We believed this would send a powerful message that we meant business. Many of us had been talking to our new Executive Director, Alan Valentine, about the fact that with so many new musicians in our orchestra, we’d have a hard time holding onto them if we didn’t begin to see meaningful increases in our salaries. We had just come back from a very successful East Coast tour and Carnegie Hall debut. With so many Nashvillians traveling to NYC to hear the concert, momentum toward the building we will open this September – Schermerhorn Symphony Center – was begun.
I read Blair Tindall’s book Mozart In the Jungle a while ago, and one excerpt in particular amused me. She claims to have taken an oboe audition in Nashville in the early 1990s that either never happened or did not occur in the way she describes it. However, she did get one thing right: she spoke about sitting in a Printer’s Alley bar at that time and telling the bartender she’d taken an audition for the Nashville Symphony. The bartender responded with “Nashville has a symphony?” Exactly.

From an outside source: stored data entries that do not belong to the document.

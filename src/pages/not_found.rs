use leptos::prelude::*;

/// Fallback for unknown routes.
#[component]
pub fn NotFound() -> impl IntoView {
	view! {
		<div class="not-found">
			<h1>"Page not found"</h1>
			<p>
				<a href="/">"Back to the graph"</a>
			</p>
		</div>
	}
}
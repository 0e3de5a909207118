mod metric_csv_writer;

pub use metric_csv_writer::{MetricCSVWriter, METRIC_CSV_TITLES};
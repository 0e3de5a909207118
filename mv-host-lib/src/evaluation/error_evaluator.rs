use log::debug;

use super::{Axis, ExpectedFunction, MetricKind, MetricRecord};
use crate::{
    dataset::{Portion, TimeSeries},
    Error, Result,
};

/// `|actual - expected|`. NaN or infinite operands are rejected.
pub fn absolute_error(expected: f64, actual: f64) -> Result<f64> {
    if !expected.is_finite() || !actual.is_finite() {
        return Err(Error::NonNumericOperand { expected, actual });
    }
    Ok((actual - expected).abs())
}

/// Error as a percentage of `expected`, or the absolute error when `expected` is zero.
pub fn relative_error(expected: f64, actual: f64) -> Result<f64> {
    let absolute = absolute_error(expected, actual)?;
    if expected == 0.0 {
        Ok(absolute)
    } else {
        Ok(100.0 * absolute / expected)
    }
}

/// RMS error of `axis` over `segment`, `None` for an empty segment.
pub fn rms_error(
    segment: &TimeSeries,
    axis: Axis,
    expected: &ExpectedFunction,
) -> Result<Option<f64>> {
    if segment.is_empty() {
        return Ok(None);
    }
    let errors = segment
        .iter()
        .map(|reading| absolute_error(expected.evaluate(reading.timestamp), axis.value(reading)))
        .collect::<Result<Vec<_>>>()?;

    // Scaled by the largest error so squaring cannot overflow.
    let largest = errors.iter().copied().fold(0.0, f64::max);
    if largest == 0.0 {
        return Ok(Some(0.0));
    }
    let mean_square = errors
        .iter()
        .map(|error| (error / largest).powi(2))
        .sum::<f64>()
        / errors.len() as f64;
    Ok(Some(largest * mean_square.sqrt()))
}

/// Compares one portion of a recording against its expected function.
///
/// Returns `None` when the portion has no readings. Otherwise returns one
/// record per [`MetricKind`], in `RMS, ABS, EXP, ACT` order.
pub fn evaluate_portion(
    test_name: &str,
    version: &str,
    segment: &TimeSeries,
    expected: &ExpectedFunction,
    portion: Portion,
    axis: Axis,
) -> Result<Option<Vec<MetricRecord>>> {
    let (Some(rms), Some(last)) = (rms_error(segment, axis, expected)?, segment.last()) else {
        debug!(
            "{} {} {} {} ({}): no readings",
            test_name,
            version,
            axis,
            portion,
            axis.column_name()
        );
        return Ok(None);
    };

    let expected_end = expected.evaluate(last.timestamp);
    let actual_end = axis.value(last);
    let values = [
        (MetricKind::Rms, rms),
        (MetricKind::Abs, absolute_error(expected_end, actual_end)?),
        (MetricKind::Exp, expected_end),
        (MetricKind::Act, actual_end),
    ];

    Ok(Some(
        values
            .into_iter()
            .map(|(metric, value)| MetricRecord {
                test_name: test_name.into(),
                version: version.into(),
                axis,
                portion,
                metric,
                value,
            })
            .collect(),
    ))
}

#[cfg(test)]
mod test {
    use approx::assert_abs_diff_eq;

    use super::*;
    use crate::{dataset::IMUReading, evaluation::generate};

    fn acc_x_series(points: &[(f64, f64)]) -> TimeSeries {
        points
            .iter()
            .map(|(t, acc_x)| IMUReading::new(*t, [0.0; 3], [*acc_x, 0.0, 0.0]))
            .collect()
    }

    fn value_of(records: &[MetricRecord], metric: MetricKind) -> f64 {
        records
            .iter()
            .find(|record| record.metric == metric)
            .map(|record| record.value)
            .unwrap()
    }

    #[test]
    fn perfect_tracking_has_zero_rms() {
        let expected = generate(0.0, 2000.0, 10.0);
        let segment = acc_x_series(&[(0.0, 0.0), (1000.0, 5.0), (2000.0, 10.0)]);
        let records = evaluate_portion(
            "t",
            "v1",
            &segment,
            &expected,
            Portion::Test,
            Axis::XTranslation,
        )
        .unwrap()
        .unwrap();

        assert_eq!(records.len(), 4);
        let metrics: Vec<MetricKind> = records.iter().map(|record| record.metric).collect();
        assert_eq!(metrics, MetricKind::ALL);
        assert_eq!(value_of(&records, MetricKind::Rms), 0.0);
        assert_eq!(value_of(&records, MetricKind::Abs), 0.0);
        assert_eq!(value_of(&records, MetricKind::Exp), 10.0);
        assert_eq!(value_of(&records, MetricKind::Act), 10.0);
        assert!(records.iter().all(|record| record.test_name == "t"
            && record.version == "v1"
            && record.axis == Axis::XTranslation
            && record.portion == Portion::Test));
    }

    #[test]
    fn rms_and_endpoint_errors() {
        let expected = ExpectedFunction::ConstantAt(1.0);
        let segment = acc_x_series(&[(0.0, 2.0), (10.0, 0.0), (20.0, 4.0)]);
        let records = evaluate_portion(
            "t",
            "v1",
            &segment,
            &expected,
            Portion::Post,
            Axis::XTranslation,
        )
        .unwrap()
        .unwrap();

        // errors 1, 1, 3
        assert_abs_diff_eq!(
            value_of(&records, MetricKind::Rms),
            (11.0f64 / 3.0).sqrt(),
            epsilon = 1e-12
        );
        assert_eq!(value_of(&records, MetricKind::Abs), 3.0);
        assert_eq!(value_of(&records, MetricKind::Exp), 1.0);
        assert_eq!(value_of(&records, MetricKind::Act), 4.0);
    }

    #[test]
    fn reads_the_mapped_column() {
        let segment: TimeSeries =
            vec![IMUReading::new(0.0, [0.0, 7.0, 0.0], [0.0; 3])].into();
        let records = evaluate_portion(
            "t",
            "v1",
            &segment,
            &ExpectedFunction::Zero,
            Portion::Pre,
            Axis::YRotation,
        )
        .unwrap()
        .unwrap();
        assert_eq!(value_of(&records, MetricKind::Act), 7.0);
        assert_eq!(value_of(&records, MetricKind::Rms), 7.0);
    }

    #[test]
    fn rms_of_huge_errors_stays_finite() {
        let segment = acc_x_series(&[(0.0, 1e200)]);
        let rms = rms_error(&segment, Axis::XTranslation, &ExpectedFunction::Zero).unwrap();
        assert_eq!(rms, Some(1e200));

        let segment = acc_x_series(&[(0.0, 1e200), (10.0, -1e200)]);
        let rms = rms_error(&segment, Axis::XTranslation, &ExpectedFunction::Zero).unwrap();
        assert_eq!(rms, Some(1e200));
    }

    #[test]
    fn empty_segment_yields_nothing() {
        let result = evaluate_portion(
            "t",
            "v1",
            &TimeSeries::default(),
            &ExpectedFunction::Zero,
            Portion::Pre,
            Axis::ZRotation,
        )
        .unwrap();
        assert!(result.is_none());
    }

    #[test]
    fn nan_reading_is_rejected() {
        let segment = acc_x_series(&[(0.0, f64::NAN)]);
        let result = evaluate_portion(
            "t",
            "v1",
            &segment,
            &ExpectedFunction::Zero,
            Portion::Test,
            Axis::XTranslation,
        );
        assert!(matches!(result, Err(Error::NonNumericOperand { .. })));
    }

    #[test]
    fn absolute_error_helper() {
        assert_eq!(absolute_error(3.0, 1.0).unwrap(), 2.0);
        assert_eq!(absolute_error(-1.0, 1.0).unwrap(), 2.0);
        assert!(matches!(
            absolute_error(f64::INFINITY, 1.0),
            Err(Error::NonNumericOperand { .. })
        ));
        assert!(absolute_error(1.0, f64::NAN).is_err());
    }

    #[test]
    fn relative_error_guards_zero_baseline() {
        assert_eq!(relative_error(4.0, 5.0).unwrap(), 25.0);
        for actual in [-3.5, 0.0, 2.0, 1e9] {
            assert_eq!(
                relative_error(0.0, actual).unwrap(),
                absolute_error(0.0, actual).unwrap()
            );
        }
        assert!(relative_error(0.0, f64::NAN).is_err());
    }
}
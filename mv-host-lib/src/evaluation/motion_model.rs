use crate::dataset::Portion;

/// Expected sensor reading as a function of time (ms) for one axis.
#[derive(Debug, Clone, Copy, PartialEq)]
pub enum ExpectedFunction {
    Zero,
    /// Constant velocity move covering `distance` over `[start_time, start_time + duration]`.
    /// Not clamped outside that window.
    Linear {
        start_time: f64,
        duration: f64,
        distance: f64,
    },
    ConstantAt(f64),
}

impl ExpectedFunction {
    pub fn evaluate(&self, t: f64) -> f64 {
        match *self {
            ExpectedFunction::Zero => 0.0,
            ExpectedFunction::Linear {
                start_time,
                duration,
                distance,
            } => {
                // Rounded the same way as `t - start_time` at the end of the
                // move, so the ratio there is exactly 1.
                let span = (start_time + duration) - start_time;
                distance * ((t - start_time) / span)
            }
            ExpectedFunction::ConstantAt(value) => value,
        }
    }

    pub fn average_velocity(&self) -> f64 {
        match *self {
            ExpectedFunction::Linear {
                duration, distance, ..
            } => distance / duration,
            _ => 0.0,
        }
    }

    /// Value once the move has completed.
    pub fn endpoint(&self) -> f64 {
        match *self {
            ExpectedFunction::Zero => 0.0,
            ExpectedFunction::Linear { distance, .. } => distance,
            ExpectedFunction::ConstantAt(value) => value,
        }
    }
}

/// Builds the in-move expected function for one axis. Times are in ms.
pub fn generate(start_time: f64, duration: f64, distance: f64) -> ExpectedFunction {
    if distance == 0.0 {
        ExpectedFunction::Zero
    } else {
        ExpectedFunction::Linear {
            start_time,
            duration,
            distance,
        }
    }
}

/// Expected functions for the three portions of one axis.
#[derive(Debug, Clone, Copy, PartialEq)]
pub struct ExpectedProfile {
    pub pre: ExpectedFunction,
    pub test: ExpectedFunction,
    pub post: ExpectedFunction,
}

impl ExpectedProfile {
    pub fn get(&self, portion: Portion) -> ExpectedFunction {
        match portion {
            Portion::Pre => self.pre,
            Portion::Test => self.test,
            Portion::Post => self.post,
        }
    }
}

pub fn expected_profile(start_time: f64, duration: f64, distance: f64) -> ExpectedProfile {
    let test = generate(start_time, duration, distance);
    let post = match test {
        ExpectedFunction::Zero => ExpectedFunction::Zero,
        _ => ExpectedFunction::ConstantAt(test.endpoint()),
    };
    ExpectedProfile {
        pre: ExpectedFunction::Zero,
        test,
        post,
    }
}
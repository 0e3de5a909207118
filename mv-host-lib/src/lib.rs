pub mod capture;
pub mod common;
pub mod dataset;
pub mod description;
pub mod evaluation;
mod error;

pub use capture::{
    decode_calibration, decode_capture_file, decode_capture_window, Calibration,
    CalibrationEntry, CaptureRecord,
};
pub use common::MetricCSVWriter;
pub use dataset::{normalize, parse_time_series, read_time_series, segment, IMUReading, TimeSeries};
pub use description::{load_test_description, DescriptionError, TestDescription};
pub use error::{Error, Result};
pub use evaluation::{
    evaluate_batch, evaluate_test, Axis, ExpectedFunction, MetricKind, MetricRecord, Portion,
    TestCase,
};
mod axis;
mod error_evaluator;
mod metric_record;
mod motion_model;
mod orchestrator;

pub use axis::Axis;
pub use error_evaluator::{absolute_error, evaluate_portion, relative_error, rms_error};
pub use metric_record::{MetricKind, MetricRecord};
pub use motion_model::{expected_profile, generate, ExpectedFunction, ExpectedProfile};
pub use orchestrator::{evaluate_batch, evaluate_test, TestCase};

pub use crate::dataset::Portion;
use serde::{Deserialize, Serialize};

use crate::evaluation::Axis;

#[derive(Debug, thiserror::Error)]
pub enum DescriptionError {
    #[error("IO error: {0}")]
    Io(#[from] std::io::Error),

    #[error("JSON error: {0}")]
    Json(#[from] serde_json::Error),

    #[error("line {line}: {message}")]
    Syntax { line: usize, message: String },

    #[error("{key}: {message}")]
    Eval { key: String, message: String },

    #[error("unknown key {0:?}")]
    UnknownKey(String),

    #[error("missing required key {0:?}")]
    MissingKey(&'static str),

    #[error("duration must be positive, got {0} s")]
    NonPositiveDuration(f64),
}

/// A commanded move. Times are in seconds, distances in device units.
#[derive(Debug, Clone, PartialEq)]
pub struct TestDescription {
    pub start_time: f64,
    pub duration: f64,
    pub radius: Option<f64>,
    pub x_rotation: f64,
    pub y_rotation: f64,
    pub z_rotation: f64,
    pub x_translation: f64,
    pub y_translation: f64,
    pub z_translation: f64,
}

impl TestDescription {
    pub fn start_time_ms(&self) -> f64 {
        self.start_time * 1000.0
    }

    pub fn duration_ms(&self) -> f64 {
        self.duration * 1000.0
    }

    pub fn distance(&self, axis: Axis) -> f64 {
        match axis {
            Axis::XRotation => self.x_rotation,
            Axis::YRotation => self.y_rotation,
            Axis::ZRotation => self.z_rotation,
            Axis::XTranslation => self.x_translation,
            Axis::YTranslation => self.y_translation,
            Axis::ZTranslation => self.z_translation,
        }
    }

    pub fn from_json(text: &str) -> Result<Self, DescriptionError> {
        let description: TestDescriptionSerde = serde_json::from_str(text)?;
        description.try_into()
    }
}

/// Loosely typed form shared by the JSON and expression loaders.
#[derive(Serialize, Deserialize, Debug, Clone, Default)]
#[serde(default, deny_unknown_fields)]
pub struct TestDescriptionSerde {
    pub start_time: Option<f64>,
    pub duration: Option<f64>,
    pub radius: Option<f64>,
    pub x_rotation: Option<f64>,
    pub y_rotation: Option<f64>,
    pub z_rotation: Option<f64>,
    pub x_translation: Option<f64>,
    pub y_translation: Option<f64>,
    pub z_translation: Option<f64>,
}

impl TestDescriptionSerde {
    /// Sets a field by its description key.
    pub fn set(&mut self, key: &str, value: Option<f64>) -> Result<(), DescriptionError> {
        let field = match key {
            "start_time" => &mut self.start_time,
            "duration" => &mut self.duration,
            "radius" => &mut self.radius,
            _ => match Axis::from_name(key) {
                Some(axis) => self.axis_mut(axis),
                None => return Err(DescriptionError::UnknownKey(key.into())),
            },
        };
        *field = value;
        Ok(())
    }

    fn axis_mut(&mut self, axis: Axis) -> &mut Option<f64> {
        match axis {
            Axis::XRotation => &mut self.x_rotation,
            Axis::YRotation => &mut self.y_rotation,
            Axis::ZRotation => &mut self.z_rotation,
            Axis::XTranslation => &mut self.x_translation,
            Axis::YTranslation => &mut self.y_translation,
            Axis::ZTranslation => &mut self.z_translation,
        }
    }
}

impl TryFrom<TestDescriptionSerde> for TestDescription {
    type Error = DescriptionError;

    fn try_from(value: TestDescriptionSerde) -> Result<Self, Self::Error> {
        let start_time = value
            .start_time
            .ok_or(DescriptionError::MissingKey("start_time"))?;
        let duration = value
            .duration
            .ok_or(DescriptionError::MissingKey("duration"))?;
        if !(duration > 0.0) {
            return Err(DescriptionError::NonPositiveDuration(duration));
        }

        Ok(TestDescription {
            start_time,
            duration,
            radius: value.radius,
            x_rotation: value.x_rotation.unwrap_or(0.0),
            y_rotation: value.y_rotation.unwrap_or(0.0),
            z_rotation: value.z_rotation.unwrap_or(0.0),
            x_translation: value.x_translation.unwrap_or(0.0),
            y_translation: value.y_translation.unwrap_or(0.0),
            z_translation: value.z_translation.unwrap_or(0.0),
        })
    }
}

#[cfg(test)]
mod test {
    use super::*;

    #[test]
    fn json_defaults_missing_axes_to_zero() {
        let description =
            TestDescription::from_json(r#"{"start_time": 0.5, "duration": 2, "x_translation": 10}"#)
                .unwrap();
        assert_eq!(description.start_time_ms(), 500.0);
        assert_eq!(description.duration_ms(), 2000.0);
        assert_eq!(description.radius, None);
        assert_eq!(description.distance(Axis::XTranslation), 10.0);
        assert_eq!(description.distance(Axis::YRotation), 0.0);
    }

    #[test]
    fn json_requires_start_time() {
        let result = TestDescription::from_json(r#"{"duration": 2}"#);
        assert!(matches!(result, Err(DescriptionError::MissingKey("start_time"))));
    }

    #[test]
    fn json_rejects_unknown_keys() {
        let result = TestDescription::from_json(r#"{"start_time": 0, "duration": 1, "w": 3}"#);
        assert!(matches!(result, Err(DescriptionError::Json(_))));
    }

    #[test]
    fn zero_duration_is_rejected() {
        let result = TestDescription::from_json(r#"{"start_time": 0, "duration": 0}"#);
        assert!(matches!(result, Err(DescriptionError::NonPositiveDuration(_))));
    }
}
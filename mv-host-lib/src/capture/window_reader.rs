/// Big-endian cursor over one capture window.
///
/// Reads past the end of the window return `None` and leave the cursor where
/// it was.
pub(crate) struct WindowReader<'a> {
    buffer: &'a [u8],
    offset: usize,
}

impl<'a> WindowReader<'a> {
    pub fn new(buffer: &'a [u8]) -> Self {
        Self { buffer, offset: 0 }
    }

    pub fn consumed(&self) -> usize {
        self.offset
    }

    pub fn remaining(&self) -> usize {
        self.buffer.len() - self.offset
    }

    pub fn read_u8(&mut self) -> Option<u8> {
        self.read_array::<1>().map(|bytes| bytes[0])
    }

    pub fn read_u32(&mut self) -> Option<u32> {
        self.read_array::<4>().map(u32::from_be_bytes)
    }

    pub fn read_f32(&mut self) -> Option<f32> {
        self.read_array::<4>().map(f32::from_be_bytes)
    }

    /// Consumes everything left in the window.
    pub fn read_rest(&mut self) -> &'a [u8] {
        let rest = &self.buffer[self.offset..];
        self.offset = self.buffer.len();
        rest
    }

    fn read_array<const N: usize>(&mut self) -> Option<[u8; N]> {
        if N > self.remaining() {
            return None;
        }
        let bytes: [u8; N] = self.buffer[self.offset..(self.offset + N)].try_into().ok()?;
        self.offset += N;
        Some(bytes)
    }
}
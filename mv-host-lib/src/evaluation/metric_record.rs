use std::fmt;

use serde::Serialize;

use super::Axis;
use crate::dataset::Portion;

#[derive(Debug, Clone, Copy, PartialEq, Eq, Hash, Serialize)]
#[serde(rename_all = "UPPERCASE")]
pub enum MetricKind {
    /// Root mean square error over the whole portion.
    Rms,
    /// Absolute error at the last reading.
    Abs,
    /// Expected value at the last reading.
    Exp,
    /// Actual value at the last reading.
    Act,
}

impl MetricKind {
    pub const ALL: [MetricKind; 4] = [
        MetricKind::Rms,
        MetricKind::Abs,
        MetricKind::Exp,
        MetricKind::Act,
    ];

    pub fn as_str(&self) -> &'static str {
        match self {
            MetricKind::Rms => "RMS",
            MetricKind::Abs => "ABS",
            MetricKind::Exp => "EXP",
            MetricKind::Act => "ACT",
        }
    }
}

impl fmt::Display for MetricKind {
    fn fmt(&self, f: &mut fmt::Formatter<'_>) -> fmt::Result {
        f.write_str(self.as_str())
    }
}

#[derive(Debug, Clone, PartialEq, Serialize)]
pub struct MetricRecord {
    pub test_name: String,
    pub version: String,
    pub axis: Axis,
    pub portion: Portion,
    pub metric: MetricKind,
    pub value: f64,
}
use nalgebra::Vector3;

#[derive(Debug, Clone, PartialEq)]
pub struct IMUReading {
    pub timestamp: f64, // ms
    pub gyro: Vector3<f64>,
    pub acc: Vector3<f64>,
}

impl IMUReading {
    pub fn new(timestamp: f64, gyro: [f64; 3], acc: [f64; 3]) -> Self {
        Self {
            timestamp,
            gyro: Vector3::from(gyro),
            acc: Vector3::from(acc),
        }
    }
}

/// Time-ordered IMU readings from one acquisition.
#[derive(Debug, Clone, Default, PartialEq)]
pub struct TimeSeries {
    readings: Vec<IMUReading>,
}

impl TimeSeries {
    pub fn new(readings: Vec<IMUReading>) -> Self {
        Self { readings }
    }

    pub fn readings(&self) -> &[IMUReading] {
        &self.readings
    }

    pub fn len(&self) -> usize {
        self.readings.len()
    }

    pub fn is_empty(&self) -> bool {
        self.readings.is_empty()
    }

    pub fn first(&self) -> Option<&IMUReading> {
        self.readings.first()
    }

    pub fn last(&self) -> Option<&IMUReading> {
        self.readings.last()
    }

    pub fn iter(&self) -> std::slice::Iter<'_, IMUReading> {
        self.readings.iter()
    }
}

impl From<Vec<IMUReading>> for TimeSeries {
    fn from(readings: Vec<IMUReading>) -> Self {
        Self::new(readings)
    }
}

impl FromIterator<IMUReading> for TimeSeries {
    fn from_iter<I: IntoIterator<Item = IMUReading>>(iter: I) -> Self {
        Self::new(iter.into_iter().collect())
    }
}

impl<'a> IntoIterator for &'a TimeSeries {
    type Item = &'a IMUReading;
    type IntoIter = std::slice::Iter<'a, IMUReading>;

    fn into_iter(self) -> Self::IntoIter {
        self.readings.iter()
    }
}
//! Side-effect free evaluator for text test descriptions.
//!
//! A description is a list of `key = expression` lines. Expressions may use
//! numbers, `+ - * / **`, parentheses, `pi` and keys bound on earlier lines.
//! `radius` may also be `None`. Nothing else is in scope.

use std::{collections::HashMap, f64::consts::PI};

use super::test_description::{DescriptionError, TestDescription, TestDescriptionSerde};

#[derive(Debug, Clone, Copy, PartialEq)]
enum Token<'a> {
    Number(f64),
    Name(&'a str),
    Plus,
    Minus,
    Star,
    Slash,
    Power,
    LeftParen,
    RightParen,
}

fn tokenize(line: usize, source: &str) -> Result<Vec<Token<'_>>, DescriptionError> {
    let syntax = |message: String| DescriptionError::Syntax { line, message };
    let bytes = source.as_bytes();
    let mut tokens = Vec::new();
    let mut i = 0;

    while i < bytes.len() {
        let c = bytes[i];
        match c {
            b' ' | b'\t' => i += 1,
            b'+' => {
                tokens.push(Token::Plus);
                i += 1;
            }
            b'-' => {
                tokens.push(Token::Minus);
                i += 1;
            }
            b'*' if bytes.get(i + 1) == Some(&b'*') => {
                tokens.push(Token::Power);
                i += 2;
            }
            b'*' => {
                tokens.push(Token::Star);
                i += 1;
            }
            b'/' => {
                tokens.push(Token::Slash);
                i += 1;
            }
            b'(' => {
                tokens.push(Token::LeftParen);
                i += 1;
            }
            b')' => {
                tokens.push(Token::RightParen);
                i += 1;
            }
            b'0'..=b'9' | b'.' => {
                let start = i;
                while i < bytes.len() && (bytes[i].is_ascii_digit() || bytes[i] == b'.') {
                    i += 1;
                }
                if i < bytes.len() && (bytes[i] == b'e' || bytes[i] == b'E') {
                    i += 1;
                    if i < bytes.len() && (bytes[i] == b'+' || bytes[i] == b'-') {
                        i += 1;
                    }
                    while i < bytes.len() && bytes[i].is_ascii_digit() {
                        i += 1;
                    }
                }
                let literal = &source[start..i];
                let value = literal
                    .parse::<f64>()
                    .map_err(|_| syntax(format!("invalid number {:?}", literal)))?;
                tokens.push(Token::Number(value));
            }
            c if c.is_ascii_alphabetic() || c == b'_' => {
                let start = i;
                while i < bytes.len() && (bytes[i].is_ascii_alphanumeric() || bytes[i] == b'_') {
                    i += 1;
                }
                tokens.push(Token::Name(&source[start..i]));
            }
            _ => {
                let unexpected = source[i..].chars().next().unwrap_or('?');
                return Err(syntax(format!("unexpected character {:?}", unexpected)));
            }
        }
    }
    Ok(tokens)
}

/// Recursive descent evaluator over the tokens of one expression.
struct Evaluator<'t, 'a> {
    tokens: &'t [Token<'a>],
    position: usize,
    key: &'a str,
    scope: &'t HashMap<&'a str, f64>,
}

impl<'t, 'a> Evaluator<'t, 'a> {
    fn error(&self, message: impl Into<String>) -> DescriptionError {
        DescriptionError::Eval {
            key: self.key.into(),
            message: message.into(),
        }
    }

    fn peek(&self) -> Option<Token<'a>> {
        self.tokens.get(self.position).copied()
    }

    fn next(&mut self) -> Option<Token<'a>> {
        let token = self.peek();
        self.position += 1;
        token
    }

    fn evaluate(mut self) -> Result<f64, DescriptionError> {
        let value = self.sum()?;
        if let Some(token) = self.peek() {
            return Err(self.error(format!("unexpected {:?}", token)));
        }
        if !value.is_finite() {
            return Err(self.error(format!("evaluates to {}", value)));
        }
        Ok(value)
    }

    fn sum(&mut self) -> Result<f64, DescriptionError> {
        let mut value = self.product()?;
        loop {
            match self.peek() {
                Some(Token::Plus) => {
                    self.next();
                    value += self.product()?;
                }
                Some(Token::Minus) => {
                    self.next();
                    value -= self.product()?;
                }
                _ => return Ok(value),
            }
        }
    }

    fn product(&mut self) -> Result<f64, DescriptionError> {
        let mut value = self.unary()?;
        loop {
            match self.peek() {
                Some(Token::Star) => {
                    self.next();
                    value *= self.unary()?;
                }
                Some(Token::Slash) => {
                    self.next();
                    let divisor = self.unary()?;
                    if divisor == 0.0 {
                        return Err(self.error("division by zero"));
                    }
                    value /= divisor;
                }
                _ => return Ok(value),
            }
        }
    }

    // unary minus binds looser than `**`, so -2**2 == -4
    fn unary(&mut self) -> Result<f64, DescriptionError> {
        match self.peek() {
            Some(Token::Minus) => {
                self.next();
                Ok(-self.unary()?)
            }
            Some(Token::Plus) => {
                self.next();
                self.unary()
            }
            _ => self.power(),
        }
    }

    fn power(&mut self) -> Result<f64, DescriptionError> {
        let base = self.primary()?;
        if self.peek() == Some(Token::Power) {
            self.next();
            let exponent = self.unary()?;
            return Ok(base.powf(exponent));
        }
        Ok(base)
    }

    fn primary(&mut self) -> Result<f64, DescriptionError> {
        match self.next() {
            Some(Token::Number(value)) => Ok(value),
            Some(Token::Name(name)) => {
                if self.peek() == Some(Token::LeftParen) {
                    return Err(self.error(format!("call to {:?} is not allowed", name)));
                }
                if name == "pi" {
                    return Ok(PI);
                }
                self.scope
                    .get(name)
                    .copied()
                    .ok_or_else(|| self.error(format!("unknown name {:?}", name)))
            }
            Some(Token::LeftParen) => {
                let value = self.sum()?;
                match self.next() {
                    Some(Token::RightParen) => Ok(value),
                    _ => Err(self.error("missing ')'")),
                }
            }
            Some(token) => Err(self.error(format!("unexpected {:?}", token))),
            None => Err(self.error("unexpected end of expression")),
        }
    }
}

/// Parses a `key = expression` description into a [`TestDescription`].
pub fn parse_description(text: &str) -> Result<TestDescription, DescriptionError> {
    let mut description = TestDescriptionSerde::default();
    let mut scope = HashMap::<&str, f64>::new();
    let mut bound = Vec::<&str>::new();

    for (i, raw_line) in text.lines().enumerate() {
        let line = i + 1;
        let content = raw_line.split('#').next().unwrap_or("").trim();
        if content.is_empty() {
            continue;
        }

        let Some((key, expression)) = content.split_once('=') else {
            return Err(DescriptionError::Syntax {
                line,
                message: format!("expected `key = expression`, got {:?}", content),
            });
        };
        let key = key.trim();
        let expression = expression.trim();
        if bound.contains(&key) {
            return Err(DescriptionError::Syntax {
                line,
                message: format!("{:?} is assigned twice", key),
            });
        }

        let value = if key == "radius" && expression == "None" {
            None
        } else {
            let tokens = tokenize(line, expression)?;
            let evaluator = Evaluator {
                tokens: &tokens,
                position: 0,
                key,
                scope: &scope,
            };
            Some(evaluator.evaluate()?)
        };

        description.set(key, value)?;
        if let Some(value) = value {
            scope.insert(key, value);
        }
        bound.push(key);
    }

    description.try_into()
}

When my colleagues and I joined the Nashville Symphony in the mid-1980s, the city had little knowledge of us. After the shutdown, we were placed on balconies in hotel atriums to play for conventions, and additional outreach programs were added, some that were and some that were not effective. In 1990, we put ensembles into the schools to supplement the smaller chamber orchestra already performing school concerts. Over time, the ensembles took over school concerts exclusively, and orchestra concerts were moved to our performing venues. We also performed a lot of “outreach” concerts in city parks, antebellum homes, and the botanic gardens. Many have disappeared over time, some due to dwindling attendance, but more I suspect due to summer conditions. Many concerts were rained out, temperatures either too hot or too cold, and the bugs too annoying (especially during cicada plagues!). The orchestra happily moved some of our summer concerts indoors a few years ago, and they are quite successful.
It would be a rare occurrence in 2006 to find someone that does not know there is a symphony in Nashville. Our success required an investment by the various constituents of the Nashville community, and that required a much higher profile for the Nashville Symphony. Creating that higher profile included very public “opening” concerts (the Library, the football stadium, the Frist Museum, et al); as such, the community was invigorated to support building our new hall. Pride in the orchestra was also built through our various recording projects (we are, after all, a recording town!).
We’ve also had a bit of luck. We had a Music Director, Kenneth Schermerhorn, with some vision, a progressive President and CEO (Alan Valentine’s new title), and two extraordinary women who were very committed to the success of the Nashville Symphony. I previously mentioned Amy Grant, whose concerts not only helped us exit from bankruptcy but continued to raise donations for the NSO in excess of $1 million. The other, Martha Ingram, is the heart and sole of support for the entire Nashville artistic community. It is her vision as well that continues to sustain us. As a result, we are all better off.
It also took hard work and persistence by our musician leaders. They’ve done a remarkable job these past 18 years. We have a great deal to be thankful for and will work very hard to sustain this growth.